**WORK ORDER**
A faithful copy of the listing below is required.

**EXERCISE INPUTS**
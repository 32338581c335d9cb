//! Statistics collection and reporting.
//!
//! This module tracks activity counters for the engine. It provides:
//! 1. **Per-unit counters:** Operations completed, busy cycles, overflow
//!    clamps, and held requests, accumulated by each unit over its lifetime.
//! 2. **Scheduler report:** A serializable snapshot aggregating every unit
//!    under a scheduler together with the global cycle count.

use serde::Serialize;

use crate::common::error::EngineError;
use crate::units::UnitKind;

/// Activity counters accumulated by one unit instance.
#[derive(Clone, Copy, Debug, Default, Serialize)]
pub struct UnitStats {
    /// Operations completed (handshakes that reached `Done`).
    pub ops_completed: u64,
    /// Ticks spent in a computation phase (excludes idle and done-hold ticks).
    pub busy_cycles: u64,
    /// Results clamped for exponent overflow (includes saturated divisions
    /// by zero).
    pub overflow_events: u64,
    /// Results flushed to zero for exponent underflow.
    pub underflow_events: u64,
    /// Ticks where a request was observed still asserted in the done-hold
    /// state. A large count usually means a caller is violating the
    /// two-phase release.
    pub held_requests: u64,
}

impl UnitStats {
    /// Fraction of the given cycle span this unit spent computing.
    pub fn utilization(&self, total_cycles: u64) -> f64 {
        if total_cycles == 0 {
            0.0
        } else {
            self.busy_cycles as f64 / total_cycles as f64
        }
    }
}

/// Statistics snapshot for one unit under a scheduler.
#[derive(Clone, Debug, Serialize)]
pub struct UnitReport {
    /// The operation the unit performs.
    pub kind: UnitKind,
    /// The unit's accumulated counters.
    pub stats: UnitStats,
}

/// Aggregated statistics for a scheduler and every unit it owns.
#[derive(Clone, Debug, Serialize)]
pub struct SchedulerReport {
    /// Global clock ticks elapsed.
    pub cycles: u64,
    /// Per-unit snapshots, in registration order.
    pub units: Vec<UnitReport>,
}

impl SchedulerReport {
    /// Serializes the report to pretty-printed JSON.
    ///
    /// # Errors
    ///
    /// Returns an [`EngineError`] if serialization fails.
    pub fn to_json(&self) -> Result<String, EngineError> {
        serde_json::to_string_pretty(self).map_err(EngineError::Report)
    }
}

**TASK RESPONSE**
repository 32338581c335d9cb
//! Statistics collection and reporting.
//!
//! This module tracks activity counters for the engine. It provides:
//! 1. **Per-unit counters:** Operations completed, busy cycles, overflow
//!    clamps, and held requests, accumulated by each unit over its lifetime.
//! 2. **Scheduler report:** A serializable snapshot aggregating every unit
//!    under a scheduler together with the global cycle count.

use serde::Serialize;

use crate::common::error::EngineError;
use crate::units::UnitKind;

/// Activity counters accumulated by one unit instance.
#[derive(Clone, Copy, Debug, Default, Serialize)]
pub struct UnitStats {
    /// Operations completed (handshakes that reached `Done`).
    pub ops_completed: u64,
    /// Ticks spent in a computation phase (excludes idle and done-hold ticks).
    pub busy_cycles: u64,
    /// Results clamped for exponent overflow (includes saturated divisions
    /// by zero).
    pub overflow_events: u64,
    /// Results flushed to zero for exponent underflow.
    pub underflow_events: u64,
    /// Ticks where a request was observed still asserted in the done-hold
    /// state. A large count usually means a caller is violating the
    /// two-phase release.
    pub held_requests: u64,
}

impl UnitStats {
    /// Fraction of the given cycle span this unit spent computing.
    pub fn utilization(&self, total_cycles: u64) -> f64 {
        if total_cycles == 0 {
            0.0
        } else {
            self.busy_cycles as f64 / total_cycles as f64
        }
    }
}

/// Statistics snapshot for one unit under a scheduler.
#[derive(Clone, Debug, Serialize)]
pub struct UnitReport {
    /// The operation the unit performs.
    pub kind: UnitKind,
    /// The unit's accumulated counters.
    pub stats: UnitStats,
}

/// Aggregated statistics for a scheduler and every unit it owns.
#[derive(Clone, Debug, Serialize)]
pub struct SchedulerReport {
    /// Global clock ticks elapsed.
    pub cycles: u64,
    /// Per-unit snapshots, in registration order.
    pub units: Vec<UnitReport>,
}

impl SchedulerReport {
    /// Serializes the report to pretty-printed JSON.
    ///
    /// # Errors
    ///
    /// Returns an [`EngineError`] if serialization fails.
    pub fn to_json(&self) -> Result<String, EngineError> {
        serde_json::to_string_pretty(self).map_err(EngineError::Report)
    }
}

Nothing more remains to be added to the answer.